What to do: Search the entries below for the string "models" and copy the lines that hold it.

(Collected data entries)
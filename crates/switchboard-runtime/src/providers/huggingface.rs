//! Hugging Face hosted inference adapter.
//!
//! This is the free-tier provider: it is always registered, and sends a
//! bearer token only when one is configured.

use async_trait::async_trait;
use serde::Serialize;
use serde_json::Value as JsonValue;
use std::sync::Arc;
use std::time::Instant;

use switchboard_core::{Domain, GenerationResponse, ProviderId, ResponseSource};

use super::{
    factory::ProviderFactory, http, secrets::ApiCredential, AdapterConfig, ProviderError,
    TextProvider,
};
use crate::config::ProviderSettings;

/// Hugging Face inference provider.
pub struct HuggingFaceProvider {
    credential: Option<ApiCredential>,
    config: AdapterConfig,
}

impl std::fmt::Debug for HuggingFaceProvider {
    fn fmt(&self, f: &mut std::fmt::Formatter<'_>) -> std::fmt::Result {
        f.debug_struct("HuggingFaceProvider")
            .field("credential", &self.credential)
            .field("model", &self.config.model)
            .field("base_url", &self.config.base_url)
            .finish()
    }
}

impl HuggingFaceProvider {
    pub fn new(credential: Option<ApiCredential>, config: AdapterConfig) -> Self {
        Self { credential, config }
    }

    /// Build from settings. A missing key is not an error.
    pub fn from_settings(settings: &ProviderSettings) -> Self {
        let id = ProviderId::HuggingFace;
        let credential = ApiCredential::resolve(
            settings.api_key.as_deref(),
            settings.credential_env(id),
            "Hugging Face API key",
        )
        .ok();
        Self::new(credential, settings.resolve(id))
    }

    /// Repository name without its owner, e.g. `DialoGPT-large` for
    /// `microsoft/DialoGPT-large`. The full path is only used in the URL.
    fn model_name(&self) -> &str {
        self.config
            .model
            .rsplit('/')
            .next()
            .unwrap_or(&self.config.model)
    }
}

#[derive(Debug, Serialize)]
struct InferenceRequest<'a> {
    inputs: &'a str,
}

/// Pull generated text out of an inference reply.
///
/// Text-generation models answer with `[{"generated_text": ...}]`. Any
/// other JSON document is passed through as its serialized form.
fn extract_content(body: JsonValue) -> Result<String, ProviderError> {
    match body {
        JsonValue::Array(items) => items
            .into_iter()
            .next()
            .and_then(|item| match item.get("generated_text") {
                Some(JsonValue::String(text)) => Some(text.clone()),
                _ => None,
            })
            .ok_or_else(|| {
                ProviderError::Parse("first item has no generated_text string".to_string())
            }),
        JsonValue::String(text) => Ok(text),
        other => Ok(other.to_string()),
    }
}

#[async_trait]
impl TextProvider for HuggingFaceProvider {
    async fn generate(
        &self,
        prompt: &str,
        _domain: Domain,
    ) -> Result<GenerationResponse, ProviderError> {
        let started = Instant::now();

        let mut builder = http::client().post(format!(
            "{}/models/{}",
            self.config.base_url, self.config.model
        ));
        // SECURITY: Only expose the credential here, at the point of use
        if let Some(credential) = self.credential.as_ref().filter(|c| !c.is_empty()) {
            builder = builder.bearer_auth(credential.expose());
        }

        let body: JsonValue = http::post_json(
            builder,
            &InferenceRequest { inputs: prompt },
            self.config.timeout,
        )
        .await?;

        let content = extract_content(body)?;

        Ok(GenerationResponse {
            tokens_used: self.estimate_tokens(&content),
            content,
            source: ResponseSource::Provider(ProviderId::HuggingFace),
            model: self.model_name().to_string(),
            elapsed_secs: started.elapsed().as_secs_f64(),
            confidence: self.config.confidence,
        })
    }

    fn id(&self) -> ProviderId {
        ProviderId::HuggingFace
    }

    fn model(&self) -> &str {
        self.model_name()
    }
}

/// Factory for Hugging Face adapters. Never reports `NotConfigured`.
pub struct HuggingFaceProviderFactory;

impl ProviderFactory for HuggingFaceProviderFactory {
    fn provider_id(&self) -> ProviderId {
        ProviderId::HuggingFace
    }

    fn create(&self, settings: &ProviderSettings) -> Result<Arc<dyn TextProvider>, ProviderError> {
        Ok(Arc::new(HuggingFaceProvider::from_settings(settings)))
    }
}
* * *
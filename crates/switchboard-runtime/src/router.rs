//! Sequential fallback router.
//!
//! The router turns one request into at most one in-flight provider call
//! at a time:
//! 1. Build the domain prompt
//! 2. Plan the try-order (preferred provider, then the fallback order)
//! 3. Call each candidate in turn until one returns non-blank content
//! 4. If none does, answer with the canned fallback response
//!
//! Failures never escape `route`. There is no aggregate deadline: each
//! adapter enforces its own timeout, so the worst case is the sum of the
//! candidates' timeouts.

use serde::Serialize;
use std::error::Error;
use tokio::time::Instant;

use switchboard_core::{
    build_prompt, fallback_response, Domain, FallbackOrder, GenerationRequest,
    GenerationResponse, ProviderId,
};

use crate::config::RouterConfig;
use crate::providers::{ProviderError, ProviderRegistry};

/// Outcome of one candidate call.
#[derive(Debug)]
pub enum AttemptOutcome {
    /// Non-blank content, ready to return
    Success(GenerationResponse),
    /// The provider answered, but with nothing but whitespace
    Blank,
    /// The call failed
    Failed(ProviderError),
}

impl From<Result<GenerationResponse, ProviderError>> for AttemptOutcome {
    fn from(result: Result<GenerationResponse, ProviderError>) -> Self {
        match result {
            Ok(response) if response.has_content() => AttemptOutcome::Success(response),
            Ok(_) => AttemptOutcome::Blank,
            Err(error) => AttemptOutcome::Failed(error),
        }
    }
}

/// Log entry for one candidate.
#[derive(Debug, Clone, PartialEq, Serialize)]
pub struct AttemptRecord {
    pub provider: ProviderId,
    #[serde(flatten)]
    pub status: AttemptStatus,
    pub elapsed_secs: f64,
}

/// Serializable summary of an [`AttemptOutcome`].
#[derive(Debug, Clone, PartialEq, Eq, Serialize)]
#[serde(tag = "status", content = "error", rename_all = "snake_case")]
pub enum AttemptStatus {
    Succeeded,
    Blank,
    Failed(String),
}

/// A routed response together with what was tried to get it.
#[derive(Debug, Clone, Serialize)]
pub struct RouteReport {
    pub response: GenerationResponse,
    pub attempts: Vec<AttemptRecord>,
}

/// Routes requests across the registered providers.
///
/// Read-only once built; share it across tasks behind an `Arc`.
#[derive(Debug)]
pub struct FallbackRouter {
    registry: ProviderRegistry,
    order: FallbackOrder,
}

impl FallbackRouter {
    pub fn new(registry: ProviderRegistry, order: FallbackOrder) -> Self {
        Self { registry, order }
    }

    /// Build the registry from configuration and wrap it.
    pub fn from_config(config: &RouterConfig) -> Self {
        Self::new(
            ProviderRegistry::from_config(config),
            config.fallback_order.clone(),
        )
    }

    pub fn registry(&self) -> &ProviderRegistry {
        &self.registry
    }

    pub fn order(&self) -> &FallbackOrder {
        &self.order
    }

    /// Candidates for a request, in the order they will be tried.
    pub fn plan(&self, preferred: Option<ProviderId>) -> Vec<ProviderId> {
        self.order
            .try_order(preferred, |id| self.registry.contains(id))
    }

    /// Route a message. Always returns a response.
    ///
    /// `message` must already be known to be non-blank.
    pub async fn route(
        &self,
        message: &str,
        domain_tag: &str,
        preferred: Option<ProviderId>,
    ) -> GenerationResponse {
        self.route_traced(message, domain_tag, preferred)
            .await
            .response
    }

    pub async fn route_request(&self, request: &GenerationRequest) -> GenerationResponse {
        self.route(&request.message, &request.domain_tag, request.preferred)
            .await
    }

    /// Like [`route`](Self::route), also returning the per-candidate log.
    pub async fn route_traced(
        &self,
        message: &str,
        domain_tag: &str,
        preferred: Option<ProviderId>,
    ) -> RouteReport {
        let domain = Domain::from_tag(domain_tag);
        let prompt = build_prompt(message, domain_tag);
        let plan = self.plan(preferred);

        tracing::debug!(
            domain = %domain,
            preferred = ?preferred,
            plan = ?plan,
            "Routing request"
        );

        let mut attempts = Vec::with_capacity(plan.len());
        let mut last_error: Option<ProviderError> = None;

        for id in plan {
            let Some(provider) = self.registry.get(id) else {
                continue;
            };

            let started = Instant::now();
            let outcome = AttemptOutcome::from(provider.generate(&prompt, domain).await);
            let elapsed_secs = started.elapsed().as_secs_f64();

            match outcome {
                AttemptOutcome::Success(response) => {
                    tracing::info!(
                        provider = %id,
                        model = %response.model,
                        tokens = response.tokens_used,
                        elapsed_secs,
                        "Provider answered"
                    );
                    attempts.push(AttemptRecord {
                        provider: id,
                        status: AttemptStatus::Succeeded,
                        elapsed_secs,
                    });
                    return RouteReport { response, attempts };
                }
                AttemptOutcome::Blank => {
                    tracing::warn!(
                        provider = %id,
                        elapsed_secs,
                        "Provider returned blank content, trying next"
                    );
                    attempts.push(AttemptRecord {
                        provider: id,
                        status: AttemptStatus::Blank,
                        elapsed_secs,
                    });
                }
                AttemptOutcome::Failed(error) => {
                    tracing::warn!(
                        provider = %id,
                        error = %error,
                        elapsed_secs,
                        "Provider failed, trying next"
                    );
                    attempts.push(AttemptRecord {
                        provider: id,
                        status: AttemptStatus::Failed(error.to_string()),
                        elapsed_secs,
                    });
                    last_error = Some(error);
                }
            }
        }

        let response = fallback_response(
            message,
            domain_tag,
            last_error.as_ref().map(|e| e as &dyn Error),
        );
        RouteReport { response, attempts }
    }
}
==
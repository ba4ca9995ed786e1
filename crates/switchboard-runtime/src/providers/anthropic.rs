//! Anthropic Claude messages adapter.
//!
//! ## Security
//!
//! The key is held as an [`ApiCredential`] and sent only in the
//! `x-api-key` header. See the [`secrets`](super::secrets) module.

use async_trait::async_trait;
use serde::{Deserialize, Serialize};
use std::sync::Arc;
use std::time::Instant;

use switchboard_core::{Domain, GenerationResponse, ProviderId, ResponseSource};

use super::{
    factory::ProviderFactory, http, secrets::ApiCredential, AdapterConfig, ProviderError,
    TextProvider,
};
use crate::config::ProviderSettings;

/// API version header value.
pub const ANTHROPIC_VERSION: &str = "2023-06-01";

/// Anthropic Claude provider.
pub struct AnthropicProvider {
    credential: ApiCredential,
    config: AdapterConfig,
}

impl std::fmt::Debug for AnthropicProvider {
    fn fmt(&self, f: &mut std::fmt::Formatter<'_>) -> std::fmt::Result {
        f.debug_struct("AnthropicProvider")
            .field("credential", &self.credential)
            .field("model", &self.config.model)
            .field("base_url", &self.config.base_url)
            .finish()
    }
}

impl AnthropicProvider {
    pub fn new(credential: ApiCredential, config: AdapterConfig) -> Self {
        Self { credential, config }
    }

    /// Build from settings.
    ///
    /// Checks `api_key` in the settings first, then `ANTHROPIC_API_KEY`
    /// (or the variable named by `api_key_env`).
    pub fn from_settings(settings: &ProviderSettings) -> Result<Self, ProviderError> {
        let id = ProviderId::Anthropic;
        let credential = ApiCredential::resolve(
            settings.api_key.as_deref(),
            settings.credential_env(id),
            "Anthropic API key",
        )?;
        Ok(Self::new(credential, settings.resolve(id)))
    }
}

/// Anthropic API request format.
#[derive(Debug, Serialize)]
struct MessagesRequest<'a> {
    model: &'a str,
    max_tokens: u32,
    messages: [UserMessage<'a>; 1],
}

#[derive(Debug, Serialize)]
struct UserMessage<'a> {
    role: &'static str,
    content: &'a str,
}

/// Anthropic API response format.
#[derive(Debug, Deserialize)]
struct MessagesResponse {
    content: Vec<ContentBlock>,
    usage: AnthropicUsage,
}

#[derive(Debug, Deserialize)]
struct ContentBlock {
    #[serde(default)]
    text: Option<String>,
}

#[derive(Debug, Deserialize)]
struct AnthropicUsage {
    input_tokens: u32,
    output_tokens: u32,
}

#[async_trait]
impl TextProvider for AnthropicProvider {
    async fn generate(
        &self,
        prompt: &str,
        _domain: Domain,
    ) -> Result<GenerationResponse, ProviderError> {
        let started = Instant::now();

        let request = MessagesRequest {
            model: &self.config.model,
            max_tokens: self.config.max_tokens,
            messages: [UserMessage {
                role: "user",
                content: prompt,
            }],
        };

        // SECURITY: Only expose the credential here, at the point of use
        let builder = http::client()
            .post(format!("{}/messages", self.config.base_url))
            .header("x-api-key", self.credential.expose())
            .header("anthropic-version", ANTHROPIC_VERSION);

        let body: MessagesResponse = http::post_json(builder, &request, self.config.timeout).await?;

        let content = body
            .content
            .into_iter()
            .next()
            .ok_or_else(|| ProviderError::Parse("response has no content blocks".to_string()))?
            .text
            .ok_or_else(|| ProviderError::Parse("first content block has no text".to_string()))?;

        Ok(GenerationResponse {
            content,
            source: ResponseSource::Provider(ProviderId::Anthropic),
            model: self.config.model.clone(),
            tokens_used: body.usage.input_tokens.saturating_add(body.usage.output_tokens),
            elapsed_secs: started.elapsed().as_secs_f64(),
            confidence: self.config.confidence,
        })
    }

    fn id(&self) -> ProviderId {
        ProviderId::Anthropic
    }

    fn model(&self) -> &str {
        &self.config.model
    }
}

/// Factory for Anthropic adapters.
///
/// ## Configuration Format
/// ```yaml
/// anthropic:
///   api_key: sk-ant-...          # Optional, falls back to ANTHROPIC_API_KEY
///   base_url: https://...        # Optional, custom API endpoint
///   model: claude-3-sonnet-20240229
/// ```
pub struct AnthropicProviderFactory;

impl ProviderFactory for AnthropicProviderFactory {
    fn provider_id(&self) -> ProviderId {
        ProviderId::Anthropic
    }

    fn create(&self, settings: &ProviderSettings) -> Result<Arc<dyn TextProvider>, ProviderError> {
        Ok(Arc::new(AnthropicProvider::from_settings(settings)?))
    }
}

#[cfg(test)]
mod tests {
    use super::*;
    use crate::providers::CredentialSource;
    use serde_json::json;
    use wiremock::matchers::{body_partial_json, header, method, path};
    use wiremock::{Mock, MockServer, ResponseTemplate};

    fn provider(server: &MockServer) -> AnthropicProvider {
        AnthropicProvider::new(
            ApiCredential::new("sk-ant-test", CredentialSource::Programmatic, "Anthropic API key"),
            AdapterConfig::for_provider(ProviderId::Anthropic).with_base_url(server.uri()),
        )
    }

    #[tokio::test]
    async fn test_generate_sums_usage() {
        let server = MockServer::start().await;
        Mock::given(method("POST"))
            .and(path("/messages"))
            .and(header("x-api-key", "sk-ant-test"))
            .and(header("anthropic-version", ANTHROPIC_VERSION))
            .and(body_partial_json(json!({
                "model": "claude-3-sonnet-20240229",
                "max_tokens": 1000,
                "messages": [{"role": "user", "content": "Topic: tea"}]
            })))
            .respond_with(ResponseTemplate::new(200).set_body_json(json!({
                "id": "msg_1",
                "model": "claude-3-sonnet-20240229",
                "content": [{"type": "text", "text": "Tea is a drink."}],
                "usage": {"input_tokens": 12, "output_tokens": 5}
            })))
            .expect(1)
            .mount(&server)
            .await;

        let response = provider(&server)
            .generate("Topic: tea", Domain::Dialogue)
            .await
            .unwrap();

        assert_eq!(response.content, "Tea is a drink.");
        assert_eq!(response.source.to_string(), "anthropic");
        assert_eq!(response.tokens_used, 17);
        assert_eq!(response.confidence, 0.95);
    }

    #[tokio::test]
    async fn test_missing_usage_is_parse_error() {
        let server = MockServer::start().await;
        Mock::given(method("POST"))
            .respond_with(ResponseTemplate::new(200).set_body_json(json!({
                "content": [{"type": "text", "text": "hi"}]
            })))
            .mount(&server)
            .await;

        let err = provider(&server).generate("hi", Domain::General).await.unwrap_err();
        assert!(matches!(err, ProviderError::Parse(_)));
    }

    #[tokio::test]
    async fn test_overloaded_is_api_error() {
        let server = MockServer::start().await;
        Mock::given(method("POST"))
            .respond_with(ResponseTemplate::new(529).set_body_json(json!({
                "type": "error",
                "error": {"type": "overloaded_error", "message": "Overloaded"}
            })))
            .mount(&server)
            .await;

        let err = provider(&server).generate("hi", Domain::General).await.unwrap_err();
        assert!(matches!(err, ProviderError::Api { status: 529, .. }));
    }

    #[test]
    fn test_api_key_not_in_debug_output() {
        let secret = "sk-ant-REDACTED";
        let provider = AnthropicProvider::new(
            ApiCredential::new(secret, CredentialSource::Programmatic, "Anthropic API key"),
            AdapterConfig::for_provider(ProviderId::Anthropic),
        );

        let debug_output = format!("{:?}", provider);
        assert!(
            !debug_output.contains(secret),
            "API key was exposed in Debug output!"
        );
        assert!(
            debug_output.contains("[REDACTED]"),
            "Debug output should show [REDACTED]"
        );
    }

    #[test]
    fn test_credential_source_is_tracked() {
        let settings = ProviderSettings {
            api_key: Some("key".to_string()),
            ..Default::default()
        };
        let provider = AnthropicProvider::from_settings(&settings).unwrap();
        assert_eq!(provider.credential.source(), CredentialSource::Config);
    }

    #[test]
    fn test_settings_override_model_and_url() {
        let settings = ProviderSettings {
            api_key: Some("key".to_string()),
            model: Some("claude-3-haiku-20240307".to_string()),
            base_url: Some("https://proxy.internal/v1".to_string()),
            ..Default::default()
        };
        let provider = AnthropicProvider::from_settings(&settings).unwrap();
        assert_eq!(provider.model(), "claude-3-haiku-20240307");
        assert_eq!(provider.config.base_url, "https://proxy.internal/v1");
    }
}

Answer box:
/// Text-generation models answer with `[{"generated_text": ...}]`. Any
            "{}/models/{}",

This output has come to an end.